INFORMATION GIVEN section start

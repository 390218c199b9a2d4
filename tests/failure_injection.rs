//! Failure injection: misbehaving peers must not disturb the server.

use std::time::Duration;

use tokio::io::AsyncWriteExt;
use tokio::net::TcpStream;

use wirelink::{Blacklist, CloseReason, Event};

mod common;
use common::{handshaken_client, local_config, raw_client, start_server, wait_for, wait_ready, TIMEOUT};

#[tokio::test]
async fn oversized_line_faults_only_its_session() {
    let config = wirelink::config::ServerConfig {
        max_line_bytes: 128,
        ..local_config()
    };
    let (server, mut events, addr) = start_server(config, None, Blacklist::new()).await;

    let bystander = handshaken_client(addr).await;
    let offender = handshaken_client(addr).await;
    wait_ready(&mut events, 2).await;

    offender.write_line(&"x".repeat(1024)).await.unwrap();

    let error = wait_for(&mut events, |e| match e {
        Event::ConnectionException { session: Some(_), error } => Some(error),
        _ => None,
    })
    .await;
    assert!(error.contains("128"), "unexpected error: {error}");

    let (remote, reason) = wait_for(&mut events, |e| match e {
        Event::ConnectionClosed { session, reason } => Some((session.connection().remote_endpoint(), reason)),
        _ => None,
    })
    .await;
    assert_eq!(remote, offender.local_endpoint());
    assert!(matches!(reason, CloseReason::Faulted(_)));

    bystander.write_line("still here").await.unwrap();
    let payload = wait_for(&mut events, |e| match e {
        Event::DataReceived { payload, .. } => Some(payload),
        _ => None,
    })
    .await;
    assert_eq!(payload, "still here");
    assert_eq!(server.registry().len(), 1);

    server.stop().await;
}

#[tokio::test]
async fn abrupt_disconnect_is_an_ordinary_close() {
    let (server, mut events, addr) = start_server(local_config(), None, Blacklist::new()).await;

    let client = handshaken_client(addr).await;
    wait_ready(&mut events, 1).await;
    client.dispose().await;

    let reason = wait_for(&mut events, |e| match e {
        Event::ConnectionClosed { reason, .. } => Some(reason),
        Event::ConnectionException { error, .. } => panic!("teardown reported as fault: {error}"),
        _ => None,
    })
    .await;
    assert_eq!(reason, CloseReason::RemoteClosed);
    assert!(server.registry().is_empty());

    server.stop().await;
}

#[tokio::test]
async fn garbage_before_handshake_keeps_server_accepting() {
    let (server, mut events, addr) = start_server(local_config(), None, Blacklist::new()).await;

    for _ in 0..5 {
        let mut socket = TcpStream::connect(addr).await.unwrap();
        socket.write_all(b"GET / HTTP/1.1\r\nHost: x\r\n\r\n").await.unwrap();
        drop(socket);
    }
    for _ in 0..5 {
        wait_for(&mut events, |e| matches!(e, Event::HandshakeFailed { .. }).then_some(())).await;
    }

    let client = handshaken_client(addr).await;
    wait_ready(&mut events, 1).await;
    assert_eq!(server.registry().len(), 1);

    client.dispose().await;
    server.stop().await;
}

#[tokio::test]
async fn peer_closing_mid_handshake_is_not_registered() {
    let (server, mut events, addr) = start_server(local_config(), None, Blacklist::new()).await;

    let client = raw_client(addr).await;
    wait_for(&mut events, |e| matches!(e, Event::HandshakeBegun { .. }).then_some(())).await;
    client.close().await;

    let reason = wait_for(&mut events, |e| match e {
        Event::ConnectionClosed { reason, .. } => Some(reason),
        _ => None,
    })
    .await;
    assert_eq!(reason, CloseReason::HandshakeFailed);
    assert!(server.registry().is_empty());

    tokio::time::timeout(TIMEOUT, server.stop()).await.unwrap();
}

#[tokio::test]
async fn stop_during_pending_handshakes_finishes_promptly() {
    let (server, mut events, addr) = start_server(local_config(), None, Blacklist::new()).await;

    let mut pending = Vec::new();
    for _ in 0..4 {
        pending.push(raw_client(addr).await);
    }
    for _ in 0..4 {
        wait_for(&mut events, |e| matches!(e, Event::HandshakeBegun { .. }).then_some(())).await;
    }

    tokio::time::timeout(Duration::from_secs(2), server.stop()).await.unwrap();

    for client in &pending {
        assert_eq!(client.read_line_within(Some(TIMEOUT)).await.unwrap(), None);
    }
}

#[tokio::test]
async fn stop_is_bounded_when_a_peer_stops_reading() {
    let (server, mut events, addr) = start_server(local_config(), None, Blacklist::new()).await;

    let stalled = handshaken_client(addr).await;
    let session = wait_for(&mut events, |e| match e {
        Event::ConnectionReady { session } => Some(session),
        _ => None,
    })
    .await;

    // Fill the socket buffers until a send blocks.
    let sender = {
        let session = session.clone();
        tokio::spawn(async move {
            let chunk = "x".repeat(1 << 20);
            loop {
                if let Err(e) = session.send(&chunk).await {
                    return e;
                }
            }
        })
    };
    tokio::time::sleep(Duration::from_millis(300)).await;
    assert!(!sender.is_finished());

    tokio::time::timeout(Duration::from_secs(4), server.stop())
        .await
        .expect("stop hung behind a blocked send");
    assert!(!server.is_running().await);
    assert!(server.registry().is_empty());

    tokio::time::timeout(TIMEOUT, sender).await.unwrap().unwrap();
    assert_eq!(session.state(), wirelink::SessionState::Closed);
    drop(stalled);
}

#[tokio::test]
async fn local_close_is_bounded_when_a_peer_stops_reading() {
    let (server, mut events, addr) = start_server(local_config(), None, Blacklist::new()).await;

    let _stalled = handshaken_client(addr).await;
    let session = wait_for(&mut events, |e| match e {
        Event::ConnectionReady { session } => Some(session),
        _ => None,
    })
    .await;

    let sender = {
        let session = session.clone();
        tokio::spawn(async move {
            let chunk = "x".repeat(1 << 20);
            while session.send(&chunk).await.is_ok() {}
        })
    };
    tokio::time::sleep(Duration::from_millis(300)).await;

    tokio::time::timeout(Duration::from_secs(2), session.close()).await.unwrap();
    tokio::time::timeout(TIMEOUT, sender).await.unwrap().unwrap();
    assert!(session.connection().is_disposed());

    let reason = wait_for(&mut events, |e| match e {
        Event::ConnectionClosed { reason, .. } => Some(reason),
        _ => None,
    })
    .await;
    assert_eq!(reason, CloseReason::LocalClose);

    server.stop().await;
}
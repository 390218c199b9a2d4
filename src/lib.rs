//! wirelink: line-oriented TCP sessions with a digest handshake and an
//! optional in-place TLS upgrade.

pub mod client;
pub mod config;
pub mod lifecycle;
pub mod net;
pub mod observability;
pub mod protocol;
pub mod resilience;
pub mod security;
pub mod server;
pub mod session;

pub use client::{ClientEngine, ClientError};
pub use config::WirelinkConfig;
pub use lifecycle::Shutdown;
pub use security::Blacklist;
pub use server::{ServerEngine, ServerError};
pub use session::{CloseReason, Event, Session, SessionError, SessionState};
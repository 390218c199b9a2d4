//! Configuration loading from disk.

use std::fs;
use std::path::Path;

use thiserror::Error;

use crate::config::schema::WirelinkConfig;
use crate::config::validation::{validate_config, ValidationError};

/// Error type for configuration loading.
#[derive(Debug, Error)]
pub enum ConfigError {
    #[error("IO error: {0}")]
    Io(#[from] std::io::Error),

    #[error("Parse error: {0}")]
    Parse(#[from] toml::de::Error),

    #[error("Validation failed: {}", join(.0))]
    Validation(Vec<ValidationError>),
}

fn join(errors: &[ValidationError]) -> String {
    errors.iter().map(ToString::to_string).collect::<Vec<_>>().join(", ")
}

/// Load and validate configuration from a TOML file.
pub fn load_config(path: &Path) -> Result<WirelinkConfig, ConfigError> {
    let content = fs::read_to_string(path)?;
    let config: WirelinkConfig = toml::from_str(&content)?;

    validate_config(&config).map_err(ConfigError::Validation)?;

    Ok(config)
}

INFORMATION GIVEN section end

▶ **TASK BRIEF**
Go through the entries and copy every line that has "SessionState".

▶ **TASK RESULT**
    assert_eq!(session.state(), wirelink::SessionState::Closed);
pub use session::{CloseReason, Event, Session, SessionError, SessionState};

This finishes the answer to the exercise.